*** Opening of Source material ***

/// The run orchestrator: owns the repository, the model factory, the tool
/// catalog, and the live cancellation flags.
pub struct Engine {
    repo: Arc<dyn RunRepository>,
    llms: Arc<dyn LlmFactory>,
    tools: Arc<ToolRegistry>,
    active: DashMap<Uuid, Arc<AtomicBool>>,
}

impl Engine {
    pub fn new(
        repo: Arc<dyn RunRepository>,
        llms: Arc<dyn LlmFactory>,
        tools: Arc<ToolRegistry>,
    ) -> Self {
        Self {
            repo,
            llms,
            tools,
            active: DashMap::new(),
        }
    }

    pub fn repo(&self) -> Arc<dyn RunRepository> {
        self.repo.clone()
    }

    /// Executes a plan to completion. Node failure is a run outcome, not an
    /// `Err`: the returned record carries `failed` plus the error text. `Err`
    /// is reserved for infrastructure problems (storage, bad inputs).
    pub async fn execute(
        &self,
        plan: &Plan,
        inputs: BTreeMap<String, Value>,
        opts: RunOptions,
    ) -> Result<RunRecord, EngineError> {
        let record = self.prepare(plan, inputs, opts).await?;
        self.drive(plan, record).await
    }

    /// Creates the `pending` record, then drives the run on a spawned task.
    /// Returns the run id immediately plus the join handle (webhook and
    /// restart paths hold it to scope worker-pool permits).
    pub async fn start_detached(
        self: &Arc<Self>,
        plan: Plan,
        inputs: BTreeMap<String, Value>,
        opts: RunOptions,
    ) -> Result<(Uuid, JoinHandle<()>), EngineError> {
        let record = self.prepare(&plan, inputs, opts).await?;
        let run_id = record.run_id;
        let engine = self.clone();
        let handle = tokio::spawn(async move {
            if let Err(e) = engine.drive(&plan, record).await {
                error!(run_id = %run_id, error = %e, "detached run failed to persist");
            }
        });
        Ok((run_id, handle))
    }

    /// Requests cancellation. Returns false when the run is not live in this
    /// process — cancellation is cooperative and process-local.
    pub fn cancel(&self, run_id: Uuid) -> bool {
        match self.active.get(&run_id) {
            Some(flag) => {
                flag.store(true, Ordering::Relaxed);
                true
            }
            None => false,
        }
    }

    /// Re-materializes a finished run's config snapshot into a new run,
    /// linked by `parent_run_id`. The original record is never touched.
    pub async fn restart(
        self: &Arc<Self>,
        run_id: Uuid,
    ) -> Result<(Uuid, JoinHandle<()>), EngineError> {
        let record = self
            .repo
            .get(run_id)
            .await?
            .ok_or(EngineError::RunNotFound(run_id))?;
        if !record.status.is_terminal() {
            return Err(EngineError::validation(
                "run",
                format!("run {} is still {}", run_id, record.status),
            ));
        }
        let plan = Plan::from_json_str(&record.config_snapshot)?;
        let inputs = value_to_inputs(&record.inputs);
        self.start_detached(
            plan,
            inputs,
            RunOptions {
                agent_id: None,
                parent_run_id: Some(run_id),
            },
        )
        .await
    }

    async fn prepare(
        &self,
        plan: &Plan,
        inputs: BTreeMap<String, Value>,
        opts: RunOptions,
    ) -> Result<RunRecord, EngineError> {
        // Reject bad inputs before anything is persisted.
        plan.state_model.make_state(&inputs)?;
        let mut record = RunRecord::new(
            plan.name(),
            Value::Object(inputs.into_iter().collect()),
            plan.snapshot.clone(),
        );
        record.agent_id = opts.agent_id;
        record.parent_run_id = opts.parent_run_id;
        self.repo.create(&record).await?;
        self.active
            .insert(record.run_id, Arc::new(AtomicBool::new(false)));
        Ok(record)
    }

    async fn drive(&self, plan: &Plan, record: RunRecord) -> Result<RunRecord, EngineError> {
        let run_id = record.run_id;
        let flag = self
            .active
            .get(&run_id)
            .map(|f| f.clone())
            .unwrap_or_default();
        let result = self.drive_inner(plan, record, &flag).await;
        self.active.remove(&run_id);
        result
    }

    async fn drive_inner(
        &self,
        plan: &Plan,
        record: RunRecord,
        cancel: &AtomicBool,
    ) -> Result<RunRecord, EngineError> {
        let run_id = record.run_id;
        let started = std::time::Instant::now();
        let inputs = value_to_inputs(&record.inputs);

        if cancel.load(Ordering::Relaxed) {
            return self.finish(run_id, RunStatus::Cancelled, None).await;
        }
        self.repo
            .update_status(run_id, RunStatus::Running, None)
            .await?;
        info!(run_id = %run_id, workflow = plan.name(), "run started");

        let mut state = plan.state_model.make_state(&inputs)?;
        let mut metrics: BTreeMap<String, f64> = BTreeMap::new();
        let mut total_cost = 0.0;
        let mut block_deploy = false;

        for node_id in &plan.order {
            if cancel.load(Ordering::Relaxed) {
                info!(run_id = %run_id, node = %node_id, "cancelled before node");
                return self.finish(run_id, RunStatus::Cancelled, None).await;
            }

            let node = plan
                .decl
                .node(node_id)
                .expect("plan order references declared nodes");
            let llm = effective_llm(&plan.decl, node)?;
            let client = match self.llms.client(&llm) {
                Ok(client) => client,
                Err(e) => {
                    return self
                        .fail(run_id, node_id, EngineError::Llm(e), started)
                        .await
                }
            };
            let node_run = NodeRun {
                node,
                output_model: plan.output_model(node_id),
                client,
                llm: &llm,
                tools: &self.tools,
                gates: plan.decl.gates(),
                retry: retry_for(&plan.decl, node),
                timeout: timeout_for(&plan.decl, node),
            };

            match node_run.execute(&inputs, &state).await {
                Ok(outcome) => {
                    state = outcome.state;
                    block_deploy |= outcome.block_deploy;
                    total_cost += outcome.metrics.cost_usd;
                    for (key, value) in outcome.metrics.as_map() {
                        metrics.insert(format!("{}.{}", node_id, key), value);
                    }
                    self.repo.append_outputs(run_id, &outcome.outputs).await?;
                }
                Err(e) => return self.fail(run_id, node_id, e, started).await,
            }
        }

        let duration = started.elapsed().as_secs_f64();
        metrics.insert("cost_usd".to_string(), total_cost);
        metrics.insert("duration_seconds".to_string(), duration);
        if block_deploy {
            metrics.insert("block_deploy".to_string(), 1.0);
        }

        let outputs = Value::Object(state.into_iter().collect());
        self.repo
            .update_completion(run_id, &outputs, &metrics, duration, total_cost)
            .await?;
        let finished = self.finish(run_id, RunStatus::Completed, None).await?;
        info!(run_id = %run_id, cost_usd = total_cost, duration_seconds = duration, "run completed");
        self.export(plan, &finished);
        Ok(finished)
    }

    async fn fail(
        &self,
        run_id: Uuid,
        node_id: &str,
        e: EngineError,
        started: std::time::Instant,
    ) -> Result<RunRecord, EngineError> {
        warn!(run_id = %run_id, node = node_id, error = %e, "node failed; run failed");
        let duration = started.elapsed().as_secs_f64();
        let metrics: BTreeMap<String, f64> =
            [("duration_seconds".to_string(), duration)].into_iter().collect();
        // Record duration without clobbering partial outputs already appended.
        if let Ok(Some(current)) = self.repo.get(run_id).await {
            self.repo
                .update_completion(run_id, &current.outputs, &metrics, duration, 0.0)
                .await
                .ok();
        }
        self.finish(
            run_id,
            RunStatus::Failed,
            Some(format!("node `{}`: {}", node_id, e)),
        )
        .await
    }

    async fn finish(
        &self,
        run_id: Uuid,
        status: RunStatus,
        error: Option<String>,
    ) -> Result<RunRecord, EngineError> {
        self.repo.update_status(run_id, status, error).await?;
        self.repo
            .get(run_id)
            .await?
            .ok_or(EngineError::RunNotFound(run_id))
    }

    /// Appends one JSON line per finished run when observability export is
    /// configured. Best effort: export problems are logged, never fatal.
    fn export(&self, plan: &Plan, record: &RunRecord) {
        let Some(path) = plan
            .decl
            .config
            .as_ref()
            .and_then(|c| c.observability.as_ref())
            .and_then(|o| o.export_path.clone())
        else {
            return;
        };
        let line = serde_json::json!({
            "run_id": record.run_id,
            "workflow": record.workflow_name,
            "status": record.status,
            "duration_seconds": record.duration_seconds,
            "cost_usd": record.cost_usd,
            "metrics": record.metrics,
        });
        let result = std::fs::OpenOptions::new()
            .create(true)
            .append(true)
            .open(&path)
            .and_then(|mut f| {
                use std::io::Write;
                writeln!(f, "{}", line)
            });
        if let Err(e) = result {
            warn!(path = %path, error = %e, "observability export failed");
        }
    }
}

*** Close of Source material ***

▶ _Exercise aim_
Wherever the string "tools" appears in the data above, copy the line it sits in.

▶ _Solved exercise_
    tools: Arc<ToolRegistry>,
        tools: Arc<ToolRegistry>,
            tools,
                tools: &self.tools,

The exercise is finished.